TASK INPUT: Begin
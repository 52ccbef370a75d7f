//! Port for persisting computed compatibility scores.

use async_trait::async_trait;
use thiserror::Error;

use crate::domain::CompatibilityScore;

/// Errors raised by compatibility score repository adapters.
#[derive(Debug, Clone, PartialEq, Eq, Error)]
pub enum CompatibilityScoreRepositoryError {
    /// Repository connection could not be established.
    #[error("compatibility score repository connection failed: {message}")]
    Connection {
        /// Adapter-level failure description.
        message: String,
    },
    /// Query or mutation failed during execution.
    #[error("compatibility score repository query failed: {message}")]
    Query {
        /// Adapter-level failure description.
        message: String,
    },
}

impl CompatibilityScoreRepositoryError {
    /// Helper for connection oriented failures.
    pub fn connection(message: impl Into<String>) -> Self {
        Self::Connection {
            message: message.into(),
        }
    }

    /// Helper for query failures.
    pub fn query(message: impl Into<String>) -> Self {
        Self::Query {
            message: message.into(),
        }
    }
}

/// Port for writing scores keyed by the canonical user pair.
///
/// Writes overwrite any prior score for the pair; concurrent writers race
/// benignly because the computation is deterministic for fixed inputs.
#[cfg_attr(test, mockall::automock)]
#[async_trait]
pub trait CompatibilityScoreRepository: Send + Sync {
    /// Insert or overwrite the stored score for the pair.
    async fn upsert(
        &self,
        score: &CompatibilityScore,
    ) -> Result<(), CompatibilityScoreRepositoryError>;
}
TASK INPUT: End
TASK INPUT: Begin
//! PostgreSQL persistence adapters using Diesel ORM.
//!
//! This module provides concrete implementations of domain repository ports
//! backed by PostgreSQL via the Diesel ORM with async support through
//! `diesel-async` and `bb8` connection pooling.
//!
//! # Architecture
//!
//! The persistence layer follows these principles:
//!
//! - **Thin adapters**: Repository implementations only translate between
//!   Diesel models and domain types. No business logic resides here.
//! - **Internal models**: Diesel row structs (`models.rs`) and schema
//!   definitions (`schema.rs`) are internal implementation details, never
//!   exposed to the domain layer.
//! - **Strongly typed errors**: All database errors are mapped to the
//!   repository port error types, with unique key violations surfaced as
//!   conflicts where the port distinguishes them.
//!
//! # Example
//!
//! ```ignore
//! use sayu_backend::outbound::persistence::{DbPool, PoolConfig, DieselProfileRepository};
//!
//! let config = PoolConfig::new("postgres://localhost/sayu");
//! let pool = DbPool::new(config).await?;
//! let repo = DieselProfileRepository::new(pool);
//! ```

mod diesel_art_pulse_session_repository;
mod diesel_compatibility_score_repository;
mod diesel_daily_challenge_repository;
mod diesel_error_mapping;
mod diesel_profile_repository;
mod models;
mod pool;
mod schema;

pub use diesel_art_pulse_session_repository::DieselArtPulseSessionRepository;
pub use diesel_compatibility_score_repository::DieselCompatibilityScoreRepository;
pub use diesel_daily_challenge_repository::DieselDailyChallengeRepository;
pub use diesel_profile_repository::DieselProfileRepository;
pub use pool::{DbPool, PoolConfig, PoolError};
TASK INPUT: End
TASK INPUT: Begin
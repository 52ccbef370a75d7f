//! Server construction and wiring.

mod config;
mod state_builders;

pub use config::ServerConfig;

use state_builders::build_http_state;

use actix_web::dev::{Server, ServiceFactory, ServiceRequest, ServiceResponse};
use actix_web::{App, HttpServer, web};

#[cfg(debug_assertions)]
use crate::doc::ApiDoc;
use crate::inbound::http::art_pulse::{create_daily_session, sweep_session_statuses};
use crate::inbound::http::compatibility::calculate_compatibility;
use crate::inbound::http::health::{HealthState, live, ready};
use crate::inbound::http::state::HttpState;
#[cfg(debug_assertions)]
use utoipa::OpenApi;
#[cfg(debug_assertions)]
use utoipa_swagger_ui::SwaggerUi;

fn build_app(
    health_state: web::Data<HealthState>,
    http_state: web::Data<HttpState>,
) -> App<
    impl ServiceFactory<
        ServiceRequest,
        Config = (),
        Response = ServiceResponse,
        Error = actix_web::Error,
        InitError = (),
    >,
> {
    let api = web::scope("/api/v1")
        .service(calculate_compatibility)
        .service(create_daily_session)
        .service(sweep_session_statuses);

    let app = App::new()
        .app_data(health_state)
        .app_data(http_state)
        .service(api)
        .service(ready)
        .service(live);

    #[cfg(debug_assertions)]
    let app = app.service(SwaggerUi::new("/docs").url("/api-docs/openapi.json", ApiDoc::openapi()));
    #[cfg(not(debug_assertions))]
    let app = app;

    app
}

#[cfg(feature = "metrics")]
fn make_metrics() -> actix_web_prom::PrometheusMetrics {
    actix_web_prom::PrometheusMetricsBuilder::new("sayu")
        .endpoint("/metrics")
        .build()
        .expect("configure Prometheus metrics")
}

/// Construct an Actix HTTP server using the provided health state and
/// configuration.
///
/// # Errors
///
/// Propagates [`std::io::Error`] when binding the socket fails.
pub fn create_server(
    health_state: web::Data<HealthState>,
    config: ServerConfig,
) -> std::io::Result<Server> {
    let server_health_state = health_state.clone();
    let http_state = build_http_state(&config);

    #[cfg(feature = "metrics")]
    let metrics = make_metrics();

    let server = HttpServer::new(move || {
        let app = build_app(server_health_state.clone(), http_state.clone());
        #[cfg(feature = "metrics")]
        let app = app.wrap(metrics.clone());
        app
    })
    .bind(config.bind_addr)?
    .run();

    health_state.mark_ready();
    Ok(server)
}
TASK INPUT: End
The lines holding the word "PoolConfig" are the answer. Find them in the entries and copy them.

//! use sayu_backend::outbound::persistence::{DbPool, PoolConfig, DieselProfileRepository};
//! let config = PoolConfig::new("postgres://localhost/sayu");
pub use pool::{DbPool, PoolConfig, PoolError};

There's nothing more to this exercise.